━━━ MATERIAL SHOWN ━━━
//! Post-merge validation.

use crate::error::{ConfigError, ConfigResult};
use crate::types::Config;

/// Accepted values of `logging.level`.
pub const LOG_LEVELS: &[&str] = &["trace", "debug", "info", "warn", "error"];

/// Accepted values of `logging.format`.
pub const LOG_FORMATS: &[&str] = &["pretty", "compact", "json", "full"];

/// Validate a merged configuration.
///
/// # Errors
///
/// Returns the first validation error found.
pub fn validate(config: &Config) -> ConfigResult<()> {
    validate_upload(config)?;
    validate_git(config)?;
    validate_archive(config)?;
    validate_logging(config)?;
    Ok(())
}

fn invalid(field: &str, message: impl Into<String>) -> ConfigError {
    ConfigError::ValidationError {
        field: field.to_owned(),
        message: message.into(),
    }
}

fn require_non_blank(field: &str, value: &str) -> ConfigResult<()> {
    if value.trim().is_empty() {
        return Err(invalid(field, "must not be empty"));
    }
    Ok(())
}

fn validate_upload(config: &Config) -> ConfigResult<()> {
    let u = &config.upload;

    require_non_blank("upload.default_branch", &u.default_branch)?;
    require_non_blank("upload.author_name", &u.author_name)?;
    require_non_blank("upload.author_email", &u.author_email)?;

    if u.max_files == 0 {
        return Err(invalid("upload.max_files", "must be at least 1"));
    }
    if u.max_file_size_bytes == 0 {
        return Err(invalid("upload.max_file_size_bytes", "must be at least 1"));
    }
    Ok(())
}

fn validate_git(config: &Config) -> ConfigResult<()> {
    require_non_blank("git.binary", &config.git.binary)?;
    if let Some(dir) = &config.git.temp_dir {
        require_non_blank("git.temp_dir", dir)?;
    }
    Ok(())
}

fn validate_archive(config: &Config) -> ConfigResult<()> {
    if config.archive.max_entries == 0 {
        return Err(invalid("archive.max_entries", "must be at least 1"));
    }
    if config.archive.max_extracted_bytes == 0 {
        return Err(invalid("archive.max_extracted_bytes", "must be at least 1"));
    }
    Ok(())
}

fn validate_logging(config: &Config) -> ConfigResult<()> {
    let l = &config.logging;

    if !LOG_LEVELS.contains(&l.level.as_str()) {
        return Err(invalid(
            "logging.level",
            format!(
                "unsupported log level '{}'; expected one of: {}",
                l.level,
                LOG_LEVELS.join(", ")
            ),
        ));
    }

    if !LOG_FORMATS.contains(&l.format.as_str()) {
        return Err(invalid(
            "logging.format",
            format!(
                "unsupported log format '{}'; expected one of: {}",
                l.format,
                LOG_FORMATS.join(", ")
            ),
        ));
    }

    Ok(())
}

#[cfg(test)]
mod tests {
    use super::*;

    fn field_of(result: ConfigResult<()>) -> String {
        match result {
            Err(ConfigError::ValidationError { field, .. }) => field,
            other => panic!("expected validation error, got {other:?}"),
        }
    }

    #[test]
    fn defaults_are_valid() {
        assert!(validate(&Config::default()).is_ok());
    }

    #[test]
    fn blank_strings_rejected() {
        let mut config = Config::default();
        config.upload.author_email = "  ".into();
        assert_eq!(field_of(validate(&config)), "upload.author_email");

        let mut config = Config::default();
        config.git.binary = String::new();
        assert_eq!(field_of(validate(&config)), "git.binary");

        let mut config = Config::default();
        config.git.temp_dir = Some(String::new());
        assert_eq!(field_of(validate(&config)), "git.temp_dir");
    }

    #[test]
    fn zero_limits_rejected() {
        let mut config = Config::default();
        config.upload.max_files = 0;
        assert_eq!(field_of(validate(&config)), "upload.max_files");

        let mut config = Config::default();
        config.upload.max_file_size_bytes = 0;
        assert_eq!(field_of(validate(&config)), "upload.max_file_size_bytes");

        let mut config = Config::default();
        config.archive.max_entries = 0;
        assert_eq!(field_of(validate(&config)), "archive.max_entries");
    }

    #[test]
    fn unknown_logging_values_rejected() {
        let mut config = Config::default();
        config.logging.level = "verbose".into();
        assert_eq!(field_of(validate(&config)), "logging.level");

        let mut config = Config::default();
        config.logging.format = "xml".into();
        assert_eq!(field_of(validate(&config)), "logging.format");
    }
}
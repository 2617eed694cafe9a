//! Telemetry error types.

use thiserror::Error;

/// Errors that can occur while setting up logging.
#[derive(Debug, Error)]
pub enum TelemetryError {
    /// Invalid level, directive, or target.
    #[error("Configuration error: {0}")]
    ConfigError(String),

    /// A global subscriber was already installed.
    #[error("Initialization error: {0}")]
    InitError(String),
}

/// Result type for telemetry operations.
pub type TelemetryResult<T> = Result<T, TelemetryError>;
━━━
◆ EXERCISE OBJECTIVE: Determine how many lines of the records above hold the word "message" and give the number with nothing added.

◆ THE COMPLETED TASK: 2